Exercise description: Within the records below, find each line that holds the string "NaiveDate", then copy it.

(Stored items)
== == ==

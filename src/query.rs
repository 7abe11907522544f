//! Aggregation of stored locations for map display.

use serde::Serialize;

use crate::domain::location::LocationRecord;

// javascript and chrono don't agree on what %c, %x and %X are, so the
// exchange format is spelled out
pub const DATE_EXCHANGE_FORMAT: &str = "%Y/%m/%d %H:%M:%S";

/// Arithmetic mean of the latitudes and longitudes in the record set,
/// used as the default map viewport center.
///
/// An empty set centers the map at (0, 0); the presentation layer
/// always needs a center, so this is a defined result, not an error.
pub fn centroid(records: &[LocationRecord]) -> (f64, f64) {
    if records.is_empty() {
        return (0.0, 0.0);
    }
    let n = records.len() as f64;
    let latitude = records.iter().map(|r| r.latitude).sum::<f64>() / n;
    let longitude = records.iter().map(|r| r.longitude).sum::<f64>() / n;
    (latitude, longitude)
}

/// A location record in the shape the map page consumes.
#[derive(Debug, Clone, PartialEq, Serialize)]
pub struct DisplayLocation {
    pub id: i64,
    pub album: String,
    pub filepath: String,
    pub latitude: f64,
    pub longitude: f64,
    pub datetime: Option<String>,
}

pub fn project(record: &LocationRecord) -> DisplayLocation {
    DisplayLocation {
        id: record.id,
        album: record.album.clone(),
        filepath: record.filepath.clone(),
        latitude: record.latitude,
        longitude: record.longitude,
        datetime: record
            .datetime
            .map(|dt| dt.format(DATE_EXCHANGE_FORMAT).to_string()),
    }
}

#[cfg(test)]
mod tests {
    use super::*;
    use chrono::NaiveDate;

    fn record(id: i64, latitude: f64, longitude: f64) -> LocationRecord {
        LocationRecord {
            id,
            album: "trip".to_string(),
            filepath: format!("/pictures/{id}.jpg"),
            latitude,
            longitude,
            datetime: None,
        }
    }

    #[test]
    fn centroid_of_empty_set_is_origin() {
        assert_eq!(centroid(&[]), (0.0, 0.0));
    }

    #[test]
    fn centroid_is_the_arithmetic_mean() {
        let records = vec![record(1, 10.0, 20.0), record(2, 30.0, 40.0)];
        assert_eq!(centroid(&records), (20.0, 30.0));
    }

    #[test]
    fn centroid_of_single_record_is_the_record() {
        let records = vec![record(1, -33.9, 151.2)];
        assert_eq!(centroid(&records), (-33.9, 151.2));
    }

    #[test]
    fn project_formats_timestamp() {
        let mut r = record(1, 10.0, 20.0);
        r.datetime = NaiveDate::from_ymd_opt(2015, 6, 1).and_then(|d| d.and_hms_opt(9, 30, 0));

        let display = project(&r);

        assert_eq!(display.datetime.as_deref(), Some("2015/06/01 09:30:00"));
        assert_eq!(display.latitude, 10.0);
        assert_eq!(display.filepath, "/pictures/1.jpg");
    }

    #[test]
    fn project_keeps_missing_timestamp_empty() {
        let display = project(&record(1, 10.0, 20.0));
        assert_eq!(display.datetime, None);

        let json = serde_json::to_string(&display).unwrap();
        assert!(json.contains("\"datetime\":null"));
    }
}
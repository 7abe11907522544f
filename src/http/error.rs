use rouille::Response;

use crate::storage::error::StorageError;

#[derive(Debug)]
pub enum ApiError {
    NotFound(String),
    BadRequest(String),
    Internal(String),
}

impl From<StorageError> for ApiError {
    fn from(err: StorageError) -> Self {
        match err {
            StorageError::Database(_) | StorageError::Fs(_) | StorageError::Internal(_) => {
                ApiError::Internal("internal server error".into())
            }
        }
    }
}

impl ApiError {
    pub fn into_response(self) -> Response {
        match self {
            ApiError::NotFound(msg) => Response::text(msg).with_status_code(404),

            ApiError::BadRequest(msg) => Response::text(msg).with_status_code(400),

            ApiError::Internal(msg) => Response::text(msg).with_status_code(500),
        }
    }
}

== == ==

Solution to this problem:
    use chrono::NaiveDate;
        r.datetime = NaiveDate::from_ymd_opt(2015, 6, 1).and_then(|d| d.and_hms_opt(9, 30, 0));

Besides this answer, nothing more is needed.